Multimodal Models and Fusion - A Complete Guide

A detailed guide to multimodal models and strategies to implement them

7 min readFeb 20, 2024

· 1. Humans are Multimodal!
· 2. Multimodal Fusion Case Study: DDSD
· 3. Strategies for Fusion
∘ 3.1. Understanding Embeddings
∘ 3.2. Combining Different Modalities
∘ 3.3. Early Fusion
∘ 3.4. Intermediate Fusion
∘ 3.5. Late Fusion
· 4. Modality Dropout: Data Scarcity at Inference

1. Humans are Multimodal!

Personally, I learn better when I intake information from multiple sources about a particular subject. For example, if I wanted to learn about the Transformer architecture, here are some of the different sources I would use:

The official Transformer paper
A couple of YouTube videos explaining the architecture
A HuggingFace/TensorFlow/PyTorch tutorial implementing a Transformer

By taking in multiple sources of information, and multiple types of information (text, video, audio), I am able to better understand the essence of the content. And I’m sure you can relate to this.

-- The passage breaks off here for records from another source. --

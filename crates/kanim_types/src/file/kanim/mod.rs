//! Kanim binary container support.
//!
//! A kanim container is two independent little-endian streams plus an atlas image.
//!
//! # Build stream
//!
//! ```text
//! Field               Type      Notes
//! ------------------  --------  ------------------------------------------
//! magic               [u8; 4]   "BILD"
//! version             i32
//! symbol_count        i32
//! frame_count         i32       total over all symbols
//! name                pstring
//! symbols             Symbol × symbol_count
//! hash_count          i32
//! hashes              (i32 hash, pstring name) × hash_count
//!
//! Symbol: hash i32, path i32 (version >= 10 only), color i32, flags i32,
//!         frame_count i32, Frame × frame_count
//! Frame:  source_frame_num i32, duration i32, build_image_index i32,
//!         pivot_x f32, pivot_y f32, pivot_width f32, pivot_height f32,
//!         x1 f32, y1 f32, x2 f32, y2 f32
//! ```
//!
//! # Anim stream
//!
//! ```text
//! Field               Type      Notes
//! ------------------  --------  ------------------------------------------
//! magic               [u8; 4]   "ANIM"
//! version             i32
//! element_count       i32       declared total, informational
//! frame_count         i32       declared total, informational
//! anim_count          i32
//! banks               Bank × anim_count
//! max_visible         i32       max elements in any single frame
//! hash_count          i32
//! hashes              (i32 hash, pstring name) × hash_count
//!
//! Bank:    name pstring, hash i32, rate f32, frame_count i32, Frame × frame_count
//! Frame:   x f32, y f32, width f32, height f32, element_count i32,
//!          Element × element_count
//! Element: image i32, index i32, layer i32, flags i32,
//!          a f32, b f32, g f32, r f32, m1..m6 f32, order f32
//! ```
//!
//! A `pstring` is a 7-bit variable-length byte count followed by UTF-8 text.
//!
//! # Examples
//!
//! ```no_run
//! use kanim_types::file::kanim::{decode_anim, decode_build};
//!
//! # fn main() -> Result<(), Box<dyn std::error::Error>> {
//! let (build, build_hashes) = decode_build(std::fs::File::open("build.bytes")?)?;
//! let (anim, anim_hashes) = decode_anim(std::fs::File::open("anim.bytes")?)?;
//! println!("{} frames, {} banks", build.frame_count(), anim.anim_count());
//! # let _ = (build_hashes, anim_hashes);
//! # Ok(())
//! # }
//! ```

mod anim;
mod build;
pub mod constants;
pub mod io;
mod reader;
mod texture;

pub use self::anim::decode_anim;
pub use self::build::decode_build;
pub use self::reader::KanimReader;
pub use self::texture::export_textures;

But we’re not just multimodal in the way we learn. The way we interact with fellow human beings is multimodal too. Think back to your last conversation. Not only were you analysing the other person’s voice, but their pitch, tone and body language all contribute to the demeanour of the conversation.

That being said, a machine learning model can also benefit from integrating information from different modalities, giving it a comprehensive view of the subject or task.

The process of fusing these different modalities so that a model can learn from them, is called multimodal fusion. And models which utilize multimodal fusion, are called multimodal models.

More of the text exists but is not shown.